Data extracted from a collection

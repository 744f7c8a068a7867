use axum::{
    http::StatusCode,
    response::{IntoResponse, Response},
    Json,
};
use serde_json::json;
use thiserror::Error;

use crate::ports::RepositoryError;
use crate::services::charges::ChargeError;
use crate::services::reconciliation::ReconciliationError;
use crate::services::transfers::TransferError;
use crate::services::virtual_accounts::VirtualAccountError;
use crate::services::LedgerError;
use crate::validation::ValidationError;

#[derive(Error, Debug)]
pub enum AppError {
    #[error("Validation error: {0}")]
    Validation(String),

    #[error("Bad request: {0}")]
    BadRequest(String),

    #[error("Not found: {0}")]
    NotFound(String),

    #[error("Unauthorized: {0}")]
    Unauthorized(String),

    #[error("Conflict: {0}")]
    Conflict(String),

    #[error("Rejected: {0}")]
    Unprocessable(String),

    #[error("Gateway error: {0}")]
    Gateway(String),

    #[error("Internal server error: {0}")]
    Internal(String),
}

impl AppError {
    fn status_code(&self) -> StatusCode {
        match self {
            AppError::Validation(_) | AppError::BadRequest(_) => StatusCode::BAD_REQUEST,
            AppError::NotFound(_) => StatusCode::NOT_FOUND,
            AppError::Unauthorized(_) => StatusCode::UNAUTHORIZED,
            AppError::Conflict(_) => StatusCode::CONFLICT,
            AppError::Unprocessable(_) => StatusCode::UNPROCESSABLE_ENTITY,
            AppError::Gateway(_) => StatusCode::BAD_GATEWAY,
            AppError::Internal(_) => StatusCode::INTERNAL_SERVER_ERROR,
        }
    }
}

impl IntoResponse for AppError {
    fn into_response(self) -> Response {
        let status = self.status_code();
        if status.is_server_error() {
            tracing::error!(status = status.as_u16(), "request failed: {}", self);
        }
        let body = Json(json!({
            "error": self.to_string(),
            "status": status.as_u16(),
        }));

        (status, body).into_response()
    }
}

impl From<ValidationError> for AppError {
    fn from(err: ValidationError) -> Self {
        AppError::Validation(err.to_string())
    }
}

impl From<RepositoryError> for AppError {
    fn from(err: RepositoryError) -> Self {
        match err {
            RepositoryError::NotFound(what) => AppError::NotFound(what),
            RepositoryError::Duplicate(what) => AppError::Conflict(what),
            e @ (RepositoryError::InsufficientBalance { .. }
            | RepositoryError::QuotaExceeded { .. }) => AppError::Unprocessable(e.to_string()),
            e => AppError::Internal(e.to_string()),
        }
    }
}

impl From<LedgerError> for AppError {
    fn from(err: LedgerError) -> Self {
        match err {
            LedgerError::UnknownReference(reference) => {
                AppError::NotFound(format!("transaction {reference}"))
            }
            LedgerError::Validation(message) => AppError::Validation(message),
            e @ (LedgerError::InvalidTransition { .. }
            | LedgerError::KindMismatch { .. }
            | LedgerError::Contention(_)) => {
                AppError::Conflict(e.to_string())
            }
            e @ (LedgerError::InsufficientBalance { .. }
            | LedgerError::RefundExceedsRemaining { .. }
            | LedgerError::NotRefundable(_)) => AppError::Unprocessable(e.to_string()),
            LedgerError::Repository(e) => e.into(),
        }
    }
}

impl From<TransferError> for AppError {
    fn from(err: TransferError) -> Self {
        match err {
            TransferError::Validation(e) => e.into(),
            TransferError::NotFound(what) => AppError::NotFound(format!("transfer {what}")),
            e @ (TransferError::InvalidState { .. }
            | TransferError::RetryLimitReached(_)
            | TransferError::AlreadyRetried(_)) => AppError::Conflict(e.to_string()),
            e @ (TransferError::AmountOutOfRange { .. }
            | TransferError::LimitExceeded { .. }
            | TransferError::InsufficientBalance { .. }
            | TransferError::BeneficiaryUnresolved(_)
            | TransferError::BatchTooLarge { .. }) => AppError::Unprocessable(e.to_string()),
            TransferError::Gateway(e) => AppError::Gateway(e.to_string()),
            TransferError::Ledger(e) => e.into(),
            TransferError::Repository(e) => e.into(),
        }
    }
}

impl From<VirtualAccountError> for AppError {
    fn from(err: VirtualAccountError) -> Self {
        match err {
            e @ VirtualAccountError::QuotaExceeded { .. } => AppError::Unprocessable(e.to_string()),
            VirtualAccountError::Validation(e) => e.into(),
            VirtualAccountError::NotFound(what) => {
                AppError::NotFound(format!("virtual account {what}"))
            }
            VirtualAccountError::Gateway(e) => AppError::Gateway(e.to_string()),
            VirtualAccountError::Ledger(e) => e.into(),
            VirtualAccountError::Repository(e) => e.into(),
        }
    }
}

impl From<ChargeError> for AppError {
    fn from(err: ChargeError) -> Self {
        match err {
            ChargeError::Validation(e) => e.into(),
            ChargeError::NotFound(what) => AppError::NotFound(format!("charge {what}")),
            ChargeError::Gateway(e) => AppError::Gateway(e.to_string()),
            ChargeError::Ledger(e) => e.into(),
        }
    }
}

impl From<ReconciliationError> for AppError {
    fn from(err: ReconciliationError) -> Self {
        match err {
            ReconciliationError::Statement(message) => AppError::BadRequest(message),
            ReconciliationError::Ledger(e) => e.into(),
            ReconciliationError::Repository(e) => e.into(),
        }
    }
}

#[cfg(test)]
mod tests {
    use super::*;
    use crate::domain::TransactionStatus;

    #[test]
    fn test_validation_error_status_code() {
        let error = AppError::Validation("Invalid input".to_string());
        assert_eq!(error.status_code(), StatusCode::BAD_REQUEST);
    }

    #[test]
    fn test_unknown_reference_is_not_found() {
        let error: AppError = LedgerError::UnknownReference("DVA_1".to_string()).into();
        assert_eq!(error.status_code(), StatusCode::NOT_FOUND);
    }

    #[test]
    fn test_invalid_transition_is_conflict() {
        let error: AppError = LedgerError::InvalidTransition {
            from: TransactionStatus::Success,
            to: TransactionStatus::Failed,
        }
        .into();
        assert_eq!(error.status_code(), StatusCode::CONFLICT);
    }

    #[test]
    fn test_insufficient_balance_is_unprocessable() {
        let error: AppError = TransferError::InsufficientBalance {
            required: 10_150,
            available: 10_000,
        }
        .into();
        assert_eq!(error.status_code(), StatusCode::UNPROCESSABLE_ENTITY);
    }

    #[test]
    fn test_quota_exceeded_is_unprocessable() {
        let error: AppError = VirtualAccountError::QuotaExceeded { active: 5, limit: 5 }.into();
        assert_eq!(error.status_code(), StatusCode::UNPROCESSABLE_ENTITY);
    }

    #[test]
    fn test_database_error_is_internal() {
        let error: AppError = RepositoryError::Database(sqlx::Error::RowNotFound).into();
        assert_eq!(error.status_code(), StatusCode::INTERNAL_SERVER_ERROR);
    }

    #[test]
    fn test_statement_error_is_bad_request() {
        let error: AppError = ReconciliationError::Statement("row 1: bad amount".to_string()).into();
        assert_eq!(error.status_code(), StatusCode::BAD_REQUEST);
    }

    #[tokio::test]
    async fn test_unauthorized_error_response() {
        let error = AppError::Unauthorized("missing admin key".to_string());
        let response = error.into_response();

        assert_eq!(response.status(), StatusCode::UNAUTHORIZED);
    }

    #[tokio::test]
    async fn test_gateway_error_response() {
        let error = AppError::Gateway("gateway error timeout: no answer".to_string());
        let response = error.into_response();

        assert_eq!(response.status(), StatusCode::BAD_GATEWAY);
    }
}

### Your objective
Find every line of the data that includes the string "RepositoryError". Copy each of those lines.

### Response to the task
use crate::ports::RepositoryError;
impl From<RepositoryError> for AppError {
    fn from(err: RepositoryError) -> Self {
            RepositoryError::NotFound(what) => AppError::NotFound(what),
            RepositoryError::Duplicate(what) => AppError::Conflict(what),
            e @ (RepositoryError::InsufficientBalance { .. }
            | RepositoryError::QuotaExceeded { .. }) => AppError::Unprocessable(e.to_string()),
        let error: AppError = RepositoryError::Database(sqlx::Error::RowNotFound).into();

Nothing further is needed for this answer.